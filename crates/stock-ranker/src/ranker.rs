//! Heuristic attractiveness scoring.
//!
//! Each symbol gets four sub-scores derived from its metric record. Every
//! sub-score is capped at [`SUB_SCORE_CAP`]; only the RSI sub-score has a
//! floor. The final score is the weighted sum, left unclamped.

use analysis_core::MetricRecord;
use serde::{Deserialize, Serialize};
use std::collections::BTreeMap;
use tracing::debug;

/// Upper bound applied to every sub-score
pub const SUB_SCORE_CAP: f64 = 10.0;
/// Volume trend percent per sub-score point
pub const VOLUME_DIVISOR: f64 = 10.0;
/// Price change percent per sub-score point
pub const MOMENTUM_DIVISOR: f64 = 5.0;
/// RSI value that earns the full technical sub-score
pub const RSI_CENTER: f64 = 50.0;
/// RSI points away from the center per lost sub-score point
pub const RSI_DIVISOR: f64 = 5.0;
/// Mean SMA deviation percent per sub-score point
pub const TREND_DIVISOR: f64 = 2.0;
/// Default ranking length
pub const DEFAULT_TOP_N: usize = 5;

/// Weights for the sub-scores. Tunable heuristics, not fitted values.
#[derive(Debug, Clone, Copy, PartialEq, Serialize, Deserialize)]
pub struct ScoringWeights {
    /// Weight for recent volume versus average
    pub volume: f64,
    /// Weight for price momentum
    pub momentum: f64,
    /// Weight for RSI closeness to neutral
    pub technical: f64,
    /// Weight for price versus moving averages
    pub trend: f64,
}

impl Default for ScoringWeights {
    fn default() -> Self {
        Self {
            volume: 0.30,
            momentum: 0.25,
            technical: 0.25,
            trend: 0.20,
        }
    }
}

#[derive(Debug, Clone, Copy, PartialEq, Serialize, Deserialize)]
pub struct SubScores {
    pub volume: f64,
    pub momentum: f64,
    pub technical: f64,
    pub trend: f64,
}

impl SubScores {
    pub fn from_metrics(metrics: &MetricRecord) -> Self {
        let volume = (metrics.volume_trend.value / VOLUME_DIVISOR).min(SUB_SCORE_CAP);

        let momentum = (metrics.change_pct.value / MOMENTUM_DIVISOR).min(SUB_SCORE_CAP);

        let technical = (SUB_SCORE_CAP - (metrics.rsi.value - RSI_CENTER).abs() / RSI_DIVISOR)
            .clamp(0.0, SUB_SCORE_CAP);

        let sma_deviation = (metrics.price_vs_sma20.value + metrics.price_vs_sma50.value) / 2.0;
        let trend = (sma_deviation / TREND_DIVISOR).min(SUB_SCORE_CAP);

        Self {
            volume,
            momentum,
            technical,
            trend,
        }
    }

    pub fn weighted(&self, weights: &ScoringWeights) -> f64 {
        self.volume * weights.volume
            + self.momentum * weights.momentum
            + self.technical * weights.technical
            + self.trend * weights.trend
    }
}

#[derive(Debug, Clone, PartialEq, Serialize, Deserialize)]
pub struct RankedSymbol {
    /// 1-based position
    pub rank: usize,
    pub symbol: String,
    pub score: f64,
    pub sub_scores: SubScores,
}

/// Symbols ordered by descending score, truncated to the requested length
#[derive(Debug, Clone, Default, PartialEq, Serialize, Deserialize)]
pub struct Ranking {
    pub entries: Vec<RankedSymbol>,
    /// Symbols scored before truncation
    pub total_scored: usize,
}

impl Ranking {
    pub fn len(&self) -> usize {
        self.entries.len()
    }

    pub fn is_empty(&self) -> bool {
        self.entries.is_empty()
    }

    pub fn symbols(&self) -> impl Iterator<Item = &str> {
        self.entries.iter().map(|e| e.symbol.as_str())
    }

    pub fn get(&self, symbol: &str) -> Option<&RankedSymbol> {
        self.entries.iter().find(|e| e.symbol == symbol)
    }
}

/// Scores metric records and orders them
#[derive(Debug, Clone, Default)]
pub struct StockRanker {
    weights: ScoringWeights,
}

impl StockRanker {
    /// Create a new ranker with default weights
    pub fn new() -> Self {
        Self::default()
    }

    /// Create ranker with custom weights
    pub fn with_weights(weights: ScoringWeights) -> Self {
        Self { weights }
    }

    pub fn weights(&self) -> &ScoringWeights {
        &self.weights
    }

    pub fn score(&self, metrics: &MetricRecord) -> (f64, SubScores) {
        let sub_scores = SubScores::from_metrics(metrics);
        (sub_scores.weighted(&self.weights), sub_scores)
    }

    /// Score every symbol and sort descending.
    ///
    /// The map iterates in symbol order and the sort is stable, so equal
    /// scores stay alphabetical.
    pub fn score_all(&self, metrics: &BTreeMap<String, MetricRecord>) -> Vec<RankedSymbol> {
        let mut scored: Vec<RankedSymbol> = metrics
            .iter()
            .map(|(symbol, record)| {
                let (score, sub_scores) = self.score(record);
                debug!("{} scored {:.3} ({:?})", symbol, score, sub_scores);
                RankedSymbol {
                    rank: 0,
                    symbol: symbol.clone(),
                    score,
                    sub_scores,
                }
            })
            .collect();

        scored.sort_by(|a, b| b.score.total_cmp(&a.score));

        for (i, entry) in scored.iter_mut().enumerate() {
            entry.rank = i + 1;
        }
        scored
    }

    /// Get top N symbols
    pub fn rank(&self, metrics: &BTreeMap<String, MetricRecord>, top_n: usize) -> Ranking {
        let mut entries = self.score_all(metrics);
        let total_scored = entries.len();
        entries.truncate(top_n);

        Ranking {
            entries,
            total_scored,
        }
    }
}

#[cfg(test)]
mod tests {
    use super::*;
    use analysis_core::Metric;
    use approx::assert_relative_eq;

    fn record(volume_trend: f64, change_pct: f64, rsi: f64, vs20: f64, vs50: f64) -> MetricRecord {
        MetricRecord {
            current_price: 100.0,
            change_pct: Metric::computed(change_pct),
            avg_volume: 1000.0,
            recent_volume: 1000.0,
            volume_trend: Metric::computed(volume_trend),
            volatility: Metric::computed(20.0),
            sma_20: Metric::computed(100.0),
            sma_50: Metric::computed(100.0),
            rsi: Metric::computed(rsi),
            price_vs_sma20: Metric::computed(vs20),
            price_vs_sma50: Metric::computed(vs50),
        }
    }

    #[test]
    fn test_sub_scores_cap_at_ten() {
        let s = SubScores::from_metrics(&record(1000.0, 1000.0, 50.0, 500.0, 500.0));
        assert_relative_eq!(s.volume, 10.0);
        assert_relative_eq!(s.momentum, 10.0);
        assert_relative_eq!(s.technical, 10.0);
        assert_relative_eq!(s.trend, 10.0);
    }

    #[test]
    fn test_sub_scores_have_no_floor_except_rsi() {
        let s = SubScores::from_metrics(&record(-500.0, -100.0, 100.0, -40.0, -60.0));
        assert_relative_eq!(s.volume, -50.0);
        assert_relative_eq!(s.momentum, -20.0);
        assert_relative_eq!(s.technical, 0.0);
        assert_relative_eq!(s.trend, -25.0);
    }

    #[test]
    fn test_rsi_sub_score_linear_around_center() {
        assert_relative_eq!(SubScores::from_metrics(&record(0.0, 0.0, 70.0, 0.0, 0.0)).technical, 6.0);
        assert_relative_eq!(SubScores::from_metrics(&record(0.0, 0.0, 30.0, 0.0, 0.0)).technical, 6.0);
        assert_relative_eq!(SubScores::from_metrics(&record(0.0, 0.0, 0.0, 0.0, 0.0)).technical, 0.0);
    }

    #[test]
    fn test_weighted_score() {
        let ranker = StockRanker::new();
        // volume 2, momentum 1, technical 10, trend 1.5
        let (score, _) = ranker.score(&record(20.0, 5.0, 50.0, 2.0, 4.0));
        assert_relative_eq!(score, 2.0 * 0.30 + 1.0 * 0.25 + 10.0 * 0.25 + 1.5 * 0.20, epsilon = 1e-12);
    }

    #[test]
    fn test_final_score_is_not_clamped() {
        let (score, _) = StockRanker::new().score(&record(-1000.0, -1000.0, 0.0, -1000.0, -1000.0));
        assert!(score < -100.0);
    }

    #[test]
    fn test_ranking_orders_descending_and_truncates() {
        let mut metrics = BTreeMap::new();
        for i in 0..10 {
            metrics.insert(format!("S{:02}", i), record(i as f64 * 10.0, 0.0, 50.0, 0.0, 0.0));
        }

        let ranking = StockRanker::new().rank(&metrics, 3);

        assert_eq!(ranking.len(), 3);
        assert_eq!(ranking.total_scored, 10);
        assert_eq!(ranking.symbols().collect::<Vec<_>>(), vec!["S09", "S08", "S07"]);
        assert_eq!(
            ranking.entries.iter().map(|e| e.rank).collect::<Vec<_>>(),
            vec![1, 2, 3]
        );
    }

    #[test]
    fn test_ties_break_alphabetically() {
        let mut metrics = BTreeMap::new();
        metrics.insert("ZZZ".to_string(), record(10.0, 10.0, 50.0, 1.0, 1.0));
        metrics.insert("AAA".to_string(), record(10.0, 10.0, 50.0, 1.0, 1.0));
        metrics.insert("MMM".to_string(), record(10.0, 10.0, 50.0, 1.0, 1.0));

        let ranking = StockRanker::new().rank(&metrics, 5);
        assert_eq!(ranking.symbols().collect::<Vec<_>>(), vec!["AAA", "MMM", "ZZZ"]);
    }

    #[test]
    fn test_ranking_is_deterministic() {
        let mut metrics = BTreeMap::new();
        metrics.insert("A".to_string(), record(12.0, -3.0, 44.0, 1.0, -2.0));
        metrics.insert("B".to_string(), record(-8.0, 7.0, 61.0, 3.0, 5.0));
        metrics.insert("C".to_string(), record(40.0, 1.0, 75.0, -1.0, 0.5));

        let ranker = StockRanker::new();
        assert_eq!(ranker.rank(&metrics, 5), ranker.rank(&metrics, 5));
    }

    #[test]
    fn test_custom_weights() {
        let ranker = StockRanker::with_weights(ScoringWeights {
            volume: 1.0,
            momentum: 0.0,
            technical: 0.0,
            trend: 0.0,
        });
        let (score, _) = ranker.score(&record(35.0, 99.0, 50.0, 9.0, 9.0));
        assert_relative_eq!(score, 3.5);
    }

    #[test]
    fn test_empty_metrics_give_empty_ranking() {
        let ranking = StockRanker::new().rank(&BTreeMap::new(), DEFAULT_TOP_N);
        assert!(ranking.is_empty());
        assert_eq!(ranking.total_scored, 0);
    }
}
####
* **Task requirements**:
Please return the lines above that run from the line containing "let momentum = (metrics.change_pct.value" to the line containing "let sma_deviation = (metrics.price_vs_sma20.value", inclusive, exactly and with no other lines.

* **Exercise result**:
        let momentum = (metrics.change_pct.value / MOMENTUM_DIVISOR).min(SUB_SCORE_CAP);

        let technical = (SUB_SCORE_CAP - (metrics.rsi.value - RSI_CENTER).abs() / RSI_DIVISOR)
            .clamp(0.0, SUB_SCORE_CAP);

        let sma_deviation = (metrics.price_vs_sma20.value + metrics.price_vs_sma50.value) / 2.0;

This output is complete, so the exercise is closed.